Japanese Exchange Coincheck Mulai Pengembalian JPY untuk NEM Hack Korban

Pada hari ini, Coincheck yang berbasis di Tokyo telah mulai mendistribusikan reparasi kepada pengguna yang terkena dampak pencurian akhir Januari yang terkenal sebesar $ 530 juta di NEM.

Dengan pengumuman di situsnya hari ini, Coincheck telah dimulai pengembalian dana – di JPY – untuk saldo rekening pengguna yang diadakan NEM pada saat pencurian itu pada 26 Januari th . Nilai pengembalian akan berada pada tingkat bunga tetap 88.549 yen Jepang, kira-kira. $ 0,83 per token NEM dicuri pada saat itu. Itu dua kali lipat dari nilai perdagangan NEM’s XEM token , hanya di bawah $ 0,40 pada waktu tekan.

Pencurian lebih dari 500 juta NEM dari dompet panas bursa, sekarang dilihat sebagai cryptocurrency hack terbesar sepanjang masa , telah dikonfirmasi oleh eksekutif Coincheck saat konferensi pers yang dramatis pada malam 26 Januari th di Tokyo.

Segera setelah serangan tersebut, Coincheck berjanji untuk mengganti pelanggan yang terkena dampak pencurian. Klaim tersebut diulang dalam sebuah konferensi pers minggu lalu di mana kepala eksekutif dan operasi perusahaan tersebut menggariskan rencana kompensasi pada hari ketika pertukaran tersebut ditampar oleh ‘tatanan peningkatan bisnis’ oleh regulator keuangan Jepang.

Sementara eksekutif Coincheck mengisyaratkan kemungkinan kompromi terkait malware yang mengarah ke pencurian tersebut, sebuah laporan oleh Nikkei hari ini mengungkapkan rincian lebih lanjut tentang intrusi yang dimulai dengan email phishing yang ditujukan kepada karyawan Coincheck.

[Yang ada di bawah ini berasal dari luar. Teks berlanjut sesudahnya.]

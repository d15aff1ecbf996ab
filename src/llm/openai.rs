use anyhow::Result;
use reqwest::Client;
use serde::{Deserialize, Serialize};
use tracing::debug;

use crate::config::{env_or, required_env};
use crate::error::GenerationError;
use crate::llm::generator::{Rewriter, non_empty};
use crate::llm::prompts::{REWRITE_SYSTEM_PROMPT, build_rewrite_prompt};

const PROVIDER: &str = "OpenAI";

pub const DEFAULT_OPENAI_URL: &str = "https://api.openai.com/v1/chat/completions";
pub const DEFAULT_OPENAI_MODEL: &str = "gpt-4o-mini";

/// Configuration for the OpenAI chat completions client
#[derive(Debug, Clone)]
pub struct OpenAiConfig {
    /// API key (from OPENAI_API_KEY env var)
    pub api_key: String,
    /// Chat completions endpoint
    pub api_url: String,
    pub model: String,
    /// Temperature (0-2, lower = more deterministic)
    pub temperature: f64,
    /// Maximum tokens in response
    pub max_tokens: u32,
}

impl OpenAiConfig {
    /// Create config from environment variables
    pub fn from_env() -> Result<Self> {
        let api_key = required_env("OPENAI_API_KEY")?;

        Ok(Self {
            api_key,
            api_url: env_or("OPENAI_API_URL", DEFAULT_OPENAI_URL),
            model: env_or("OPENAI_MODEL", DEFAULT_OPENAI_MODEL),
            temperature: 0.4,
            max_tokens: 2000,
        })
    }

    pub fn new(api_key: String, model: String) -> Self {
        Self {
            api_key,
            api_url: DEFAULT_OPENAI_URL.to_string(),
            model,
            temperature: 0.4,
            max_tokens: 2000,
        }
    }

    pub fn with_api_url(mut self, api_url: impl Into<String>) -> Self {
        self.api_url = api_url.into();
        self
    }
}

/// OpenAI chat completions client, used as the rewriter
pub struct OpenAiClient {
    client: Client,
    config: OpenAiConfig,
}

impl OpenAiClient {
    pub fn new(config: OpenAiConfig) -> Self {
        Self {
            client: Client::new(),
            config,
        }
    }

    /// Send a system + user message pair and return the first choice's content
    pub async fn chat(&self, system: &str, user: &str) -> Result<String, GenerationError> {
        let request = ChatRequest {
            model: &self.config.model,
            messages: vec![
                ChatMessage {
                    role: "system",
                    content: system,
                },
                ChatMessage {
                    role: "user",
                    content: user,
                },
            ],
            temperature: self.config.temperature,
            max_tokens: self.config.max_tokens,
        };

        debug!(model = %self.config.model, "calling OpenAI API");

        let response = self
            .client
            .post(&self.config.api_url)
            .bearer_auth(&self.config.api_key)
            .header("content-type", "application/json")
            .json(&request)
            .send()
            .await
            .map_err(|source| GenerationError::Transport {
                provider: PROVIDER,
                source,
            })?;

        if !response.status().is_success() {
            let status = response.status().as_u16();
            let body = response.text().await.unwrap_or_default();
            return Err(GenerationError::Status {
                provider: PROVIDER,
                status,
                body,
            });
        }

        let response: ChatResponse =
            response
                .json()
                .await
                .map_err(|source| GenerationError::Decode {
                    provider: PROVIDER,
                    source,
                })?;

        let content = response
            .choices
            .first()
            .and_then(|c| c.message.content.as_deref())
            .unwrap_or_default();

        non_empty(content, PROVIDER)
    }
}

impl Rewriter for OpenAiClient {
    async fn rewrite(&self, draft: &str) -> Result<String, GenerationError> {
        self.chat(REWRITE_SYSTEM_PROMPT, &build_rewrite_prompt(draft))
            .await
    }
}

#[derive(Debug, Serialize)]
struct ChatRequest<'a> {
    model: &'a str,
    messages: Vec<ChatMessage<'a>>,
    temperature: f64,
    max_tokens: u32,
}

#[derive(Debug, Serialize)]
struct ChatMessage<'a> {
    role: &'a str,
    content: &'a str,
}

#[derive(Debug, Deserialize)]
struct ChatResponse {
    #[serde(default)]
    choices: Vec<Choice>,
}

#[derive(Debug, Deserialize)]
struct Choice {
    message: ChoiceMessage,
}

#[derive(Debug, Deserialize)]
struct ChoiceMessage {
    #[serde(default)]
    content: Option<String>,
}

Mengutip sebuah sumber yang dekat dengan penyelidikan yang terus dilakukan oleh Kepolisian Metropolitan Tokyo – lebih dari 100 petugas polisi dilaporkan dikerahkan untuk melihat-lihat email berbahasa Inggris yang mengaku sebagai pesan internal yang menyebarkan malware saat diklik, memungkinkan penyerang eksternal mendapatkan akses ke komputer (s). Komputer Coincheck kemudian mulai mentransmisikan data ke server eksternal di AS dan Eropa selama berminggu-minggu menjelang tengah malam 25 Januari. Pada titik ini, penyusup tersebut memperoleh akses ke server Coincheck yang menyimpan kunci pribadi untuk dompet panas NEM-nya sebelum menyedot lebih dari 500 juta token.

Coincheck, yang sekarang diberi mandat untuk mengajukan rencana peningkatan bisnis tertulis ke Badan Jasa Keuangan Jepang pada 22 Maret, juga melanjutkan penarikan dan perdagangan kriptourrency termasuk ETH, ETC, XRP, LTC dan BCH.